Abstract

In a variety of stimulated cells, platelet-activating factor (PAF) and numerous arachidonate derivatives are co-products that form as a consequence of receptor-mediated phospholipid mobilization. These lipid co-products produce a plethora of biological effects in a wide variety of cell systems. Furthermore, they often have a fascinating although less widely appreciated, interaction. 5-HETE, at submicromolar concentrations, exerts relatively few direct bioactions. It does, however, potently (16-160 nM) raise cytosolic free calcium [Ca2+]i and augment PAF-induced responses in human polymorphonuclear neutrophils (PMN) by as much as 100- to 1000-fold. 5-HETE acts on PMN by a structurally specific, stereospecific and pertussis toxin-inhibitable mechanism. In addition, PMN exposed to 5-HETE exhibit homologous but not heterologous desensitization.
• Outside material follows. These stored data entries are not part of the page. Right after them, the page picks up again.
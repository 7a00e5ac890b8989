//! Data source trait definition.

use crate::error::Result;
use crate::model::{SeriesRequest, SourceKind, SourcedSeries};

/// Anything that can produce a named, dated series.
///
/// Implementations must return a series whose name matches the request and
/// whose cadence is declared explicitly.
pub trait DataSource: Send + Sync {
    /// Source name used in logs and errors.
    fn name(&self) -> &str;

    /// Provenance reported for series from this source.
    fn kind(&self) -> SourceKind;

    /// Whether the source can currently serve `request`.
    fn is_available(&self, request: &SeriesRequest) -> bool;

    /// Fetch the requested series.
    fn fetch(&self, request: &SeriesRequest) -> Result<SourcedSeries>;
}

#[cfg(test)]
mod tests {
    use super::*;
    use crate::model::TimeSeries;
    use chrono::NaiveDate;

    /// Mock implementation: in-memory table of monthly values
    struct StaticSource {
        values: Vec<f64>,
    }

    impl DataSource for StaticSource {
        fn name(&self) -> &str {
            "static"
        }

        fn kind(&self) -> SourceKind {
            SourceKind::File
        }

        fn is_available(&self, request: &SeriesRequest) -> bool {
            request.name == "CPI"
        }

        fn fetch(&self, request: &SeriesRequest) -> Result<SourcedSeries> {
            let start = NaiveDate::from_ymd_opt(2020, 1, 31).unwrap();
            Ok(SourcedSeries {
                series: TimeSeries::from_values(request.name.clone(), start, self.values.clone())?,
                kind: self.kind(),
                origin: "memory".to_string(),
                reporting_lag_hint: Some(1),
            })
        }
    }

    #[test]
    fn test_source_as_trait_object() {
        let source: Box<dyn DataSource> = Box::new(StaticSource {
            values: vec![1.0, 2.0, 3.0],
        });
        let request = SeriesRequest::monthly("CPI");
        assert!(source.is_available(&request));
        assert!(!source.is_available(&SeriesRequest::monthly("GDP")));

        let sourced = source.fetch(&request).unwrap();
        assert_eq!(sourced.series.name(), "CPI");
        assert_eq!(sourced.series.len(), 3);
        assert_eq!(sourced.kind, SourceKind::File);
    }
}
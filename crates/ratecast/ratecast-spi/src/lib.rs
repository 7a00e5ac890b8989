//! Rate Forecasting Service Provider Interface
//!
//! Value types, error type and collaborator traits for the rate forecasting
//! pipeline.

pub mod contract;
pub mod error;
pub mod model;

pub use contract::{DataSource, OrderSearch, SeriesClient};
pub use error::{RatecastError, Result};
pub use model::*;
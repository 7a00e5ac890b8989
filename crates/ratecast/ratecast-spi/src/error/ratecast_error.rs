//! Rate forecasting error types

use thiserror::Error;

/// Errors that can occur while building features, testing and fitting models.
///
/// The first three variants are the fatal conditions of a run. The rest cover
/// bad input and the numerical failures that the order search turns into
/// skipped candidates.
#[derive(Error, Debug, Clone, PartialEq)]
pub enum RatecastError {
    /// Not enough aligned observations after feature construction
    #[error("Insufficient data for '{series}': need at least {required} points, got {actual}")]
    InsufficientData {
        series: String,
        required: usize,
        actual: usize,
    },

    /// Series is still non-stationary after the maximum differencing order
    #[error(
        "Series '{series}' is non-stationary after {max_order} difference(s): \
         ADF statistic {statistic:.4}, p-value {p_value:.4}"
    )]
    NonStationarity {
        series: String,
        max_order: usize,
        statistic: f64,
        p_value: f64,
    },

    /// Baseline model could not be fitted under any searched order
    #[error("Model fitting failed for '{series}' after {orders_tried} order(s): {reason}")]
    ModelFit {
        series: String,
        orders_tried: usize,
        reason: String,
    },

    /// Series violates a structural invariant (ordering, duplicates, lengths)
    #[error("Invalid series '{name}': {reason}")]
    InvalidSeries { name: String, reason: String },

    /// Invalid configuration or argument value
    #[error("Invalid parameter '{name}': {reason}")]
    InvalidParameter { name: String, reason: String },

    /// Data source failed to produce a series
    #[error("Data source '{source_name}' failed: {reason}")]
    Source { source_name: String, reason: String },

    /// Numerical failure inside an estimator (singular design, explosive roots)
    #[error("Numerical error: {0}")]
    Numerical(String),
}

impl RatecastError {
    /// Whether the error is one of the fatal run conditions rather than input misuse.
    pub fn is_fatal_condition(&self) -> bool {
        matches!(
            self,
            RatecastError::InsufficientData { .. }
                | RatecastError::NonStationarity { .. }
                | RatecastError::ModelFit { .. }
        )
    }
}
//! Candidate regressor description.

use serde::{Deserialize, Serialize};

/// How observations inside one month collapse to a single monthly value.
#[derive(Debug, Clone, Copy, PartialEq, Eq, Default, Serialize, Deserialize)]
#[serde(rename_all = "snake_case")]
pub enum Aggregation {
    /// Last observation of the month
    #[default]
    Last,
    /// Mean of the month's observations
    Mean,
}

/// A candidate regressor and its publication-delay policy.
///
/// `reporting_lag` is the number of months between an observation's date and
/// the moment it is known. A lag of zero is only accepted when the regressor
/// is flagged `contemporaneous`.
#[derive(Debug, Clone, PartialEq, Eq, Serialize, Deserialize)]
pub struct RegressorSpec {
    /// Regressor name, also the stem of its feature names
    pub name: String,
    /// Publication delay in months
    pub reporting_lag: usize,
    /// Further lags to carry as separate features (each >= `reporting_lag`)
    #[serde(default)]
    pub extra_lags: Vec<usize>,
    /// Monthly aggregation policy
    #[serde(default)]
    pub aggregation: Aggregation,
    /// Explicit justification that the value is known within its own month
    #[serde(default)]
    pub contemporaneous: bool,
}

impl RegressorSpec {
    /// Regressor with the given reporting lag and last-value aggregation.
    pub fn new(name: impl Into<String>, reporting_lag: usize) -> Self {
        Self {
            name: name.into(),
            reporting_lag,
            extra_lags: Vec::new(),
            aggregation: Aggregation::Last,
            contemporaneous: false,
        }
    }

    /// Set the monthly aggregation policy.
    pub fn with_aggregation(mut self, aggregation: Aggregation) -> Self {
        self.aggregation = aggregation;
        self
    }

    /// Carry an additional lag as its own feature.
    pub fn with_extra_lag(mut self, lag: usize) -> Self {
        if lag != self.reporting_lag && !self.extra_lags.contains(&lag) {
            self.extra_lags.push(lag);
            self.extra_lags.sort_unstable();
        }
        self
    }

    /// Declare the regressor as known within its own month.
    pub fn contemporaneous(mut self) -> Self {
        self.contemporaneous = true;
        self
    }

    /// All lags this regressor contributes, smallest first.
    pub fn lags(&self) -> Vec<usize> {
        let mut lags = vec![self.reporting_lag];
        lags.extend(self.extra_lags.iter().copied());
        lags.sort_unstable();
        lags.dedup();
        lags
    }

    /// Feature name for one of this regressor's lags, e.g. `CPI_lag1`.
    pub fn feature_name(&self, lag: usize) -> String {
        feature_name(&self.name, lag)
    }
}

/// Feature name for a regressor at a given lag.
pub fn feature_name(regressor: &str, lag: usize) -> String {
    format!("{}_lag{}", regressor, lag)
}
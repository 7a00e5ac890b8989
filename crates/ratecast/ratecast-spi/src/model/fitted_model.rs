//! Fitted model value objects.

use serde::{Deserialize, Serialize};

use super::{ArimaOrder, InformationCriterion, SkippedOrder};

/// Role of a fitted model in the comparison.
#[derive(Debug, Clone, Copy, PartialEq, Eq, Hash, Serialize, Deserialize)]
#[serde(rename_all = "snake_case")]
pub enum ModelKind {
    /// Univariate model on the target's own history
    Baseline,
    /// Model augmented with exogenous regressors
    Challenger,
}

impl std::fmt::Display for ModelKind {
    fn fmt(&self, f: &mut std::fmt::Formatter<'_>) -> std::fmt::Result {
        match self {
            ModelKind::Baseline => write!(f, "baseline"),
            ModelKind::Challenger => write!(f, "challenger"),
        }
    }
}

/// Fitted coefficient of one exogenous regressor.
#[derive(Debug, Clone, PartialEq, Serialize, Deserialize)]
pub struct ExogCoefficient {
    /// Feature name
    pub name: String,
    /// Raw regressor the feature came from
    pub source: String,
    /// Coefficient estimate (sign preserved)
    pub value: f64,
    /// Standard error
    pub std_error: f64,
    /// t-statistic
    pub t_statistic: f64,
    /// Two-sided p-value
    pub p_value: f64,
    /// Whether `p_value` is below the run's significance threshold
    pub significant: bool,
}

/// In-sample fit statistics.
#[derive(Debug, Clone, Copy, PartialEq, Serialize, Deserialize)]
pub struct FitStatistics {
    /// Conditional Gaussian log-likelihood
    pub log_likelihood: f64,
    /// Akaike information criterion
    pub aic: f64,
    /// Bayesian information criterion
    pub bic: f64,
    /// Innovation variance estimate
    pub sigma2: f64,
    /// Observations entering the likelihood
    pub nobs: usize,
    /// Estimated parameters, variance included
    pub n_params: usize,
}

impl FitStatistics {
    /// Criterion value selected by `criterion`.
    pub fn criterion(&self, criterion: InformationCriterion) -> f64 {
        match criterion {
            InformationCriterion::Aic => self.aic,
            InformationCriterion::Bic => self.bic,
        }
    }
}

/// A fitted ARIMA or regressor-augmented ARIMA model.
#[derive(Debug, Clone, PartialEq, Serialize, Deserialize)]
pub struct FittedModel {
    /// Baseline or challenger
    pub kind: ModelKind,
    /// Name of the modeled series
    pub target: String,
    /// Selected order
    pub order: ArimaOrder,
    /// Intercept on the differenced scale
    pub intercept: f64,
    /// AR coefficients, lag 1 first
    pub ar: Vec<f64>,
    /// MA coefficients, lag 1 first
    pub ma: Vec<f64>,
    /// Exogenous coefficients in feature-name order
    pub exog: Vec<ExogCoefficient>,
    /// In-sample statistics
    pub stats: FitStatistics,
    /// Criterion used to pick the order
    pub criterion: InformationCriterion,
    /// Orders skipped during the search
    pub skipped_orders: Vec<SkippedOrder>,
    /// Whether the search budget cut the search short
    pub search_truncated: bool,
    /// Candidate fits attempted by the search
    pub orders_evaluated: usize,
}

impl FittedModel {
    /// Names of the exogenous features, in coefficient order
    pub fn exog_names(&self) -> Vec<String> {
        self.exog.iter().map(|c| c.name.clone()).collect()
    }

    /// Coefficient of a named feature
    pub fn exog_coefficient(&self, name: &str) -> Option<&ExogCoefficient> {
        self.exog.iter().find(|c| c.name == name)
    }

    /// Criterion value that ranked this model
    pub fn criterion_value(&self) -> f64 {
        self.stats.criterion(self.criterion)
    }
}

/// What happened to the challenger during model selection.
#[derive(Debug, Clone, PartialEq, Serialize, Deserialize)]
#[serde(tag = "status", rename_all = "snake_case")]
pub enum ChallengerOutcome {
    /// Challenger fitted
    Fitted(FittedModel),
    /// No regressor survived screening
    NotAttempted,
    /// Every candidate order failed
    Failed {
        reason: String,
        skipped_orders: Vec<SkippedOrder>,
    },
}

impl ChallengerOutcome {
    /// Fitted challenger, if any
    pub fn model(&self) -> Option<&FittedModel> {
        match self {
            ChallengerOutcome::Fitted(model) => Some(model),
            _ => None,
        }
    }
}

/// The two models handed from selection to evaluation.
#[derive(Debug, Clone, PartialEq, Serialize, Deserialize)]
pub struct SelectedModels {
    /// Always-present univariate model
    pub baseline: FittedModel,
    /// Regressor-augmented model status
    pub challenger: ChallengerOutcome,
}
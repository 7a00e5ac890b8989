//! Value types shared by every stage of a forecasting run.

mod causality_result;
mod evaluation_report;
mod feature_set;
mod fitted_model;
mod forecast_outcome;
mod regressor;
mod search;
mod source;
mod stationarity_result;
mod time_series;

pub use causality_result::{CausalityDecision, CausalityResult};
pub use evaluation_report::{
    DiagnosticFlag, EvaluationReport, ExpectedSign, HoldoutWindow, ModelScore,
};
pub use feature_set::{Feature, FeatureSet};
pub use fitted_model::{
    ChallengerOutcome, ExogCoefficient, FitStatistics, FittedModel, ModelKind, SelectedModels,
};
pub use forecast_outcome::{FeatureSummary, ForecastOutcome};
pub use regressor::{feature_name, Aggregation, RegressorSpec};
pub use search::{
    ArimaOrder, InformationCriterion, RankedOrder, SearchBounds, SearchOutcome, SkippedOrder,
};
pub use source::{SeriesRequest, SourceKind, SourcedSeries};
pub use stationarity_result::{StationarityResult, UnitRootAttempt};
pub use time_series::{difference, is_missing, month_end, shift_months, Cadence, TimeSeries};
These findings suggest that 5-HETE, like PAF, may bind to its own specific plasmalemmal receptors to exert its unique set of bioactions. However, further investigation is required to demonstrate any putative 5-HETE receptors. Other potential mechanisms of 5-HETE-induced bioactions together with the possible effects of 5-HETE on PAF transduction mechanisms are also discussed.